Wednesday, April 10, 2013

Downton Abbey Extra: Why Queen Victoria Was Awesome

Queen Victoria, date unknown.  PD-US
Her Majesty's a pretty nice girl
But she doesn't have a lot to say.
Her Majesty's a pretty nice girl
But she changes from day to day.
-- Beatles, "Her Majesty"*

Before I leave Downton Abbey for good until Series Four, I wanted to write a post that I had hinted at writing earlier about one of history's most misunderstood women.  Well maybe I shouldn't go quite that far, but there are definitely some preconceived notions about Queen Victoria that should be put to rest.  That she was a dull, pious person who always said "we" and who spent 40 years mourning her husband.  Well, that last one was true.

But she was also passionate, astute, and remarkably progressive for her time.  And where she wasn't progressive, her five daughters were.  In short, she was awesome.
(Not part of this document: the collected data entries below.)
// zabbixtool/src/config/mod.rs
use anyhow::{Context, Result};
use serde::Deserialize;
use std::fs;
use std::path::{Path, PathBuf};

/// Schema artifact name at the root of a backup folder.
pub const SCHEMA_FILE: &str = "zabbix.schema.sql.gz";

/// Subdirectory of a backup folder holding the per-table data artifacts.
pub const DATA_DIR: &str = "data";

/// Suffix of a per-table data artifact (`<table>.data.sql.gz`).
pub const DATA_SUFFIX: &str = ".data.sql.gz";

const DEFAULT_HOST: &str = "127.0.0.1";
const DEFAULT_PORT: u16 = 3306;
const DEFAULT_USER: &str = "root";
const DEFAULT_DATABASE: &str = "zabbix";

/// Optional defaults loaded from a JSON config file. Every field may be
/// overridden by the corresponding CLI flag.
#[derive(Debug, Clone, Default, Deserialize)]
pub struct FileConfig {
    pub host: Option<String>,
    pub port: Option<u16>,
    pub user: Option<String>,
    pub password: Option<String>,
    pub database: Option<String>,
    pub workers: Option<usize>,
    pub number_backups: Option<usize>,
}

impl FileConfig {
    pub fn load(path: &Path) -> Result<Self> {
        let content = fs::read_to_string(path)
            .with_context(|| format!("Failed to read config file at {}", path.display()))?;
        serde_json::from_str(&content).with_context(|| {
            format!(
                "Failed to parse JSON from config file at {}",
                path.display()
            )
        })
    }
}

/// Connection parameters for one MySQL server, built once at startup.
#[derive(Debug, Clone)]
pub struct ConnectionSettings {
    pub host: String,
    pub port: u16,
    pub user: String,
    pub password: String,
    pub database: String,
}

impl ConnectionSettings {
    /// Fills unset values with the tool's built-in defaults.
    pub fn resolve(
        host: Option<String>,
        port: Option<u16>,
        user: Option<String>,
        password: Option<String>,
        database: Option<String>,
    ) -> Self {
        ConnectionSettings {
            host: host.unwrap_or_else(|| DEFAULT_HOST.to_string()),
            port: port.unwrap_or(DEFAULT_PORT),
            user: user.unwrap_or_else(|| DEFAULT_USER.to_string()),
            password: password.unwrap_or_default(),
            database: database.unwrap_or_else(|| DEFAULT_DATABASE.to_string()),
        }
    }
}

#[derive(Debug, Clone)]
pub struct BackupConfig {
    pub connection: ConnectionSettings,
    pub backup_root: PathBuf,
    /// Newest backups to keep under the root; 0 disables pruning.
    pub number_backups: usize,
}

#[derive(Debug, Clone)]
pub struct RestoreConfig {
    pub connection: ConnectionSettings,
    pub backup_folder: PathBuf,
    pub workers: usize,
    pub hide_progress: bool,
}

/// Default restore worker count, derived from available parallelism.
pub fn default_workers() -> usize {
    std::thread::available_parallelism()
        .map(|n| n.get())
        .unwrap_or(1)
}

#[cfg(test)]
mod tests {
    use super::*;
    use std::io::Write;

    #[test]
    fn test_resolve_connection_defaults() {
        let settings = ConnectionSettings::resolve(None, None, None, None, None);
        assert_eq!(settings.host, "127.0.0.1");
        assert_eq!(settings.port, 3306);
        assert_eq!(settings.user, "root");
        assert_eq!(settings.password, "");
        assert_eq!(settings.database, "zabbix");
    }

    #[test]
    fn test_resolve_connection_overrides() {
        let settings = ConnectionSettings::resolve(
            Some("db.example.com".to_string()),
            Some(3307),
            Some("zabbix".to_string()),
            Some("secret".to_string()),
            Some("zabbix_prod".to_string()),
        );
        assert_eq!(settings.host, "db.example.com");
        assert_eq!(settings.port, 3307);
        assert_eq!(settings.user, "zabbix");
        assert_eq!(settings.password, "secret");
        assert_eq!(settings.database, "zabbix_prod");
    }

    #[test]
    fn test_load_file_config() -> anyhow::Result<()> {
        let mut file = tempfile::NamedTempFile::new()?;
        write!(
            file,
            r#"{{"host": "10.0.0.5", "workers": 4, "password": "pw"}}"#
        )?;
        let config = FileConfig::load(file.path())?;
        assert_eq!(config.host.as_deref(), Some("10.0.0.5"));
        assert_eq!(config.workers, Some(4));
        assert_eq!(config.password.as_deref(), Some("pw"));
        assert_eq!(config.port, None);
        Ok(())
    }

    #[test]
    fn test_load_file_config_rejects_invalid_json() -> anyhow::Result<()> {
        let mut file = tempfile::NamedTempFile::new()?;
        write!(file, "not json")?;
        assert!(FileConfig::load(file.path()).is_err());
        Ok(())
    }

    #[test]
    fn test_default_workers_is_positive() {
        assert!(default_workers() >= 1);
    }
}
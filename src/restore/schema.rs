// zabbixtool/src/restore/schema.rs
use anyhow::{Context, Result};
use std::path::Path;

use crate::db::SqlExecutor;
use crate::restore::reader::{ReadError, SqlLines};

/// Dump comment marker; mysqldump writes `--` comments, matched on the first
/// character as the dump format never starts a statement with `-`.
const COMMENT_MARKER: char = '-';

/// Folds schema dump lines into complete `;`-terminated statements.
///
/// Blank lines and comment lines are skipped, everything else is appended
/// verbatim to the pending statement. A trailing fragment without a
/// terminator is dropped; that is accepted dump behavior, not corrected here.
pub struct Statements<I> {
    lines: I,
    pending: String,
}

impl<I> Statements<I>
where
    I: Iterator<Item = Result<String, ReadError>>,
{
    pub fn new(lines: I) -> Self {
        Statements {
            lines,
            pending: String::new(),
        }
    }
}

impl<I> Iterator for Statements<I>
where
    I: Iterator<Item = Result<String, ReadError>>,
{
    type Item = Result<String, ReadError>;

    fn next(&mut self) -> Option<Self::Item> {
        loop {
            let line = match self.lines.next()? {
                Ok(line) => line,
                Err(e) => return Some(Err(e)),
            };
            if line.is_empty() || line.starts_with(COMMENT_MARKER) {
                continue;
            }
            self.pending.push_str(&line);
            if self.pending.ends_with(';') {
                return Some(Ok(std::mem::take(&mut self.pending)));
            }
        }
    }
}

/// Applies the schema artifact statement by statement.
///
/// Schema failures are fatal: the data load referentially depends on the
/// schema, so the first statement that cannot be read or executed aborts the
/// whole restore.
pub async fn restore_schema<E: SqlExecutor>(path: &Path, conn: &mut E) -> Result<()> {
    let lines = SqlLines::open(path)
        .with_context(|| format!("Failed to open schema artifact {}", path.display()))?;

    for statement in Statements::new(lines) {
        let statement = statement
            .with_context(|| format!("Failed to read schema artifact {}", path.display()))?;
        conn.execute(&statement)
            .await
            .with_context(|| format!("Schema statement failed: {}", statement))?;
    }
    Ok(())
}
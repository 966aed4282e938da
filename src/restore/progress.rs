// zabbixtool/src/restore/progress.rs
use indicatif::{ProgressBar, ProgressStyle};

/// Restore progress sink, advanced once per completed unit (the schema plus
/// one per data artifact). The hidden variant is a real `ProgressBar` that
/// draws nothing, so the worker loop has no progress branch.
#[derive(Clone)]
pub struct ProgressTracker {
    bar: ProgressBar,
}

impl ProgressTracker {
    pub fn new(total: u64, hidden: bool) -> Self {
        let bar = if hidden {
            ProgressBar::hidden()
        } else {
            let bar = ProgressBar::new(total);
            bar.set_style(
                ProgressStyle::with_template(
                    "[{elapsed_precise}] {bar:40.cyan/blue} {pos}/{len} {msg}",
                )
                .expect("static progress template is valid"),
            );
            bar
        };
        ProgressTracker { bar }
    }

    pub fn advance(&self) {
        self.bar.inc(1);
    }

    pub fn finish(&self) {
        self.bar.finish();
    }
}
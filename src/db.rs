// zabbixtool/src/db.rs
use anyhow::{Context, Result};
use async_trait::async_trait;
use sqlx::mysql::{MySqlConnectOptions, MySqlConnection};
use sqlx::Connection;

use crate::config::ConnectionSettings;

/// One-statement execution capability. The restore engine never sees more of
/// the backend than this.
#[async_trait]
pub trait SqlExecutor: Send {
    async fn execute(&mut self, statement: &str) -> Result<()>;
}

/// Opens one dedicated connection per caller. Each restore worker owns its
/// connection for the lifetime of the pool; nothing is shared or reused.
#[async_trait]
pub trait ConnectionFactory: Send + Sync {
    type Conn: SqlExecutor + Send + 'static;

    async fn connect(&self) -> Result<Self::Conn>;
}

#[async_trait]
impl SqlExecutor for MySqlConnection {
    async fn execute(&mut self, statement: &str) -> Result<()> {
        sqlx::query(statement).execute(&mut *self).await?;
        Ok(())
    }
}

pub struct MySqlFactory {
    settings: ConnectionSettings,
}

impl MySqlFactory {
    pub fn new(settings: ConnectionSettings) -> Self {
        MySqlFactory { settings }
    }
}

#[async_trait]
impl ConnectionFactory for MySqlFactory {
    type Conn = MySqlConnection;

    async fn connect(&self) -> Result<MySqlConnection> {
        let options = MySqlConnectOptions::new()
            .host(&self.settings.host)
            .port(self.settings.port)
            .username(&self.settings.user)
            .password(&self.settings.password)
            .database(&self.settings.database);

        MySqlConnection::connect_with(&options)
            .await
            .with_context(|| {
                format!(
                    "Failed to connect to mysql://{}@{}:{}/{}",
                    self.settings.user,
                    self.settings.host,
                    self.settings.port,
                    self.settings.database
                )
            })
    }
}

#[cfg(test)]
pub(crate) mod testing {
    use super::*;
    use std::sync::{Arc, Mutex};

    /// Shared record of every execute attempt, with optional failure
    /// injection for statements containing a marker substring.
    #[derive(Clone, Default)]
    pub struct ExecLog {
        statements: Arc<Mutex<Vec<String>>>,
        fail_markers: Arc<Mutex<Vec<String>>>,
    }

    impl ExecLog {
        pub fn new() -> Self {
            Self::default()
        }

        pub fn fail_on(&self, marker: &str) {
            self.fail_markers.lock().unwrap().push(marker.to_string());
        }

        pub fn executed(&self) -> Vec<String> {
            self.statements.lock().unwrap().clone()
        }

        fn record(&self, statement: &str) -> Result<()> {
            self.statements.lock().unwrap().push(statement.to_string());
            let failing = self
                .fail_markers
                .lock()
                .unwrap()
                .iter()
                .any(|marker| statement.contains(marker));
            if failing {
                anyhow::bail!("injected failure for statement: {statement}");
            }
            Ok(())
        }
    }

    pub struct MockExecutor {
        log: ExecLog,
    }

    #[async_trait]
    impl SqlExecutor for MockExecutor {
        async fn execute(&mut self, statement: &str) -> Result<()> {
            self.log.record(statement)
        }
    }

    pub struct MockFactory {
        log: ExecLog,
    }

    impl MockFactory {
        pub fn new(log: ExecLog) -> Self {
            MockFactory { log }
        }
    }

    #[async_trait]
    impl ConnectionFactory for MockFactory {
        type Conn = MockExecutor;

        async fn connect(&self) -> Result<MockExecutor> {
            Ok(MockExecutor {
                log: self.log.clone(),
            })
        }
    }
}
First, a quick history of Queen Victoria.  She was born in 1819 to King George III's third son, Edward Duke of Kent, and christened Alexandrine Victoria.  When she was born, it was considered possible that she would ascend the throne, but far from certain.  Her father died when she was nine months old, and until she was 18, she was largely controlled by her mother.  Finally in 1837, Victoria ascended the throne, and in 1840, she married her first cousin, Albert of Saxe-Coburg-Gotha.  They had nine children, and the marriage was very happy until its too-abrupt end, when Albert died of typhoid fever on December 14, 1861, a date that would live in infamy in Victoria's family.  Victoria then put on mourning for her "dearest Albert" and never took it off.  She is currently the longest-reigning ruler in British history, finally passing away in early 1901.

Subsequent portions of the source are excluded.